但阮正絢沒有辦法。
或許......她應該想一個辦法,盡量減少自己付出代價的大小了。
陽光溫暖和煦,阮正絢同菱枝蹲在小河邊打水,水流在陽光的照耀下,變得溫溫的,流淌過手心,帶來陣陣舒适。
“小姐,小姐?”
就在阮正絢沉思間,菱枝在阮正絢眼前擺手,阮正絢方才回神,“你剛說什麼?”
菱枝鼓起自己的包子臉,“小姐竟然沒有聽我說話,太過分了。”
“好了,我錯了,行嗎?”阮正絢好脾氣哄道,“等到了京城,我請你吃你最想吃的那家玉露閣的栗子糕怎麼樣?”
菱枝合起水囊蓋子,一撇小腦袋,嘴唇撅起,小模樣傲傲的,“這還差不多。”
阮正絢搖頭笑了。
馬車再次啟動時,菱枝放下自己插混打科的嘴臉,擔憂挨坐到阮正絢身旁,“小姐剛剛一直在發呆,是不是在擔心接下來去京城的事?”
阮正絢沉吟片刻,點了點頭。
“阮家突然搬至京城,我的計劃全亂了。”
“小姐不用擔心,再不濟,還有隆爺不是?實在不行,咱們找隆爺幫忙。”菱枝心直口快說道。
阮正絢不置可否,不說對,也不說不對,而是話鋒一轉,突然喃喃了句,“也不知道阮家怎麼突然會搬到京城?它在京城的生意打通了?是何人助的它?”
總不可能是皇商趙家吧。
若真是趙家的話,她明明已經将趙令舟送進牢去,阮趙兩家姻親勢必結不成,趙家竟如此不計前嫌麼?
車内光線昏暗,美人憑窗而望,清豔的眸子結滿愁緒,像一朵幽幽綻放的曼珠沙華,讓人忍不住為之動容。
菱枝安撫阮正絢:“剛剛不是已經讓阿大阿飛去查了麼,或許很快就會有結果,不管如何,接下來,菱枝會一起陪小姐面對京城的那些牛鬼神蛇,一起陪小姐走到最後。”
阮正絢回眸,勾唇笑了笑,瞬間驚豔了整個車廂。
“好。”她說。
一路向北,阮正絢所乘坐的馬車一改往日速度,慢騰騰走起來。
菱枝曾一度詢問阮正絢原因,甚至猜測阮正絢是不是正在重新修訂計劃,阮正絢但笑不語,被問久了,隻意味深長說道:“山人自有妙法,你跟着我走就是了,瞧,那邊路上的風景美不美?竟有樹能長這番模樣?”

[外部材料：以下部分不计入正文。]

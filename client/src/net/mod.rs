//! Networking for the map shell.
//!
//! SYSTEM CONTEXT
//! ==============
//! `api` implements the engine's `Gateway` over the browser fetch API.

pub mod api;
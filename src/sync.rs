//! Pure view derivation.
//!
//! ARCHITECTURE
//! ============
//! `derive` maps `{point list, route, search session, detail}` to
//! `{visible points, selection, viewport target}`. It has no state of its
//! own, so feeding the same inputs twice yields identical outputs. The engine
//! calls it after every input change; tests call it directly.

use crate::detail::DetailSlot;
use crate::model::{Point, PointDetail, PointSummary};
use crate::route::Route;
use crate::search::SearchSession;
use crate::viewport::{ViewportConfig, ViewportTarget};

#[cfg(test)]
#[path = "sync_test.rs"]
mod sync_test;

/// The inputs the view is derived from.
#[derive(Clone, Copy, Debug)]
pub struct ViewInputs<'a> {
    pub points: &'a [Point],
    pub route: &'a Route,
    pub search: &'a SearchSession,
    pub detail: Option<&'a DetailSlot>,
}

/// What the route's selected id currently resolves to.
#[derive(Clone, Debug, PartialEq)]
pub enum Selection {
    None,
    /// The id is not in the list and its detail has not arrived yet.
    Pending { id: String },
    Resolved(Point),
}

impl Selection {
    #[must_use]
    pub fn point(&self) -> Option<&Point> {
        match self {
            Self::Resolved(point) => Some(point),
            _ => None,
        }
    }

    #[must_use]
    pub fn is_pending(&self) -> bool {
        matches!(self, Self::Pending { .. })
    }
}

/// Derived view state.
#[derive(Clone, Debug, PartialEq)]
pub struct Derived {
    pub visible_points: Vec<Point>,
    pub selection: Selection,
    /// `None` means "retain the current viewport".
    pub viewport: Option<ViewportTarget>,
    pub search_results: Vec<PointSummary>,
}

/// Points shown for `route`: the category's members, otherwise everything.
#[must_use]
pub fn visible_points(points: &[Point], route: &Route) -> Vec<Point> {
    match route.category() {
        Some(tag) => points.iter().filter(|p| p.has_category(tag)).cloned().collect(),
        None => points.to_vec(),
    }
}

/// Resolve the route's selected id against the list, then the detail record.
#[must_use]
pub fn selection(points: &[Point], route: &Route, detail: Option<&PointDetail>) -> Selection {
    let Some(id) = route.place_id() else {
        return Selection::None;
    };
    if let Some(point) = points.iter().find(|p| p.id == id) {
        return Selection::Resolved(point.clone());
    }
    match detail {
        Some(detail) if detail.id == id => Selection::Resolved(detail.as_point()),
        _ => Selection::Pending { id: id.to_owned() },
    }
}

/// Viewport command for the derived state.
///
/// A selected point is centered; a pending selection keeps the viewport;
/// otherwise the visible points are fitted.
#[must_use]
pub fn viewport_target(
    selection: &Selection,
    visible: &[Point],
    config: &ViewportConfig,
) -> Option<ViewportTarget> {
    match selection {
        Selection::Resolved(point) => match point.position() {
            Some(at) => Some(config.focus(at)),
            None => config.fit(visible),
        },
        Selection::Pending { .. } => None,
        Selection::None => config.fit(visible),
    }
}

#[must_use]
pub fn derive(inputs: &ViewInputs<'_>, config: &ViewportConfig) -> Derived {
    let visible_points = visible_points(inputs.points, inputs.route);
    let detail = inputs.detail.and_then(DetailSlot::detail);
    let selection = selection(inputs.points, inputs.route, detail);
    let viewport = viewport_target(&selection, &visible_points, config);
    Derived {
        visible_points,
        selection,
        viewport,
        search_results: inputs.search.results().to_vec(),
    }
}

菱枝當即被轉移了注意力,等再回過神來,她家小姐已經輕阖眼眸睡着了,菱枝恨恨一錘掌心,明明動作幅度極大,聲音卻是極輕,唯恐吵到阮正絢。
可看她的模樣,卻是懊惱極了。
因為她又被她家小姐帶偏了。
菱枝暗暗發誓,不能再有下次,可下一次,菱枝依舊被阮正絢以别的事情分散了注意力。
這一天,馬車經過延平,往淩州而去。
等到了淩州,就離京城就不遠了。
菱枝這一次表示,無論如何,她都不能再被她家小姐帶偏,就在她軟磨硬泡非要問出阮正絢個所以然來時,阿大阿飛提醒:“前面有一夥攔路的山匪。”
“能繞道嗎?”阮正絢支起身子問。
“能。”
“那我們避開他們。”阮正絢果斷下令。
“但是小姐,此處乃通往淩州的必經之地,若是繞道,以我們的腳程,一天才能到淩州。”阿飛在外面提醒。
阮正絢蹙眉,手中的帕子轉的飛快,正在猶豫間,一如往日“死纏爛打”在阮正絢身側的菱枝拽了拽她的衣袖,低聲說:“不如......小姐,讓我們處理了他們?”
阮正絢偏頭看她,見菱枝眼中閃着不同于以往的興奮之光,心知這丫頭是被這段時間漫長的旅途憋壞,她笑着搖了搖頭,正欲回絕時,後方山林間傳來微弱的馬蹄聲。
阮正絢回頭,側耳傾聽着外邊,忽視前方山匪匪氣的叫喊聲,後方由遠及近,馬蹄觸地的聲音變得越來越清晰,如鼓點般铿锵有力,傳遞出一種緊迫快速的節奏感。
看着身後密不透風的馬車壁,阮正絢的心忽然不受控制地跳動起來,她有預感,她要等的人,來了。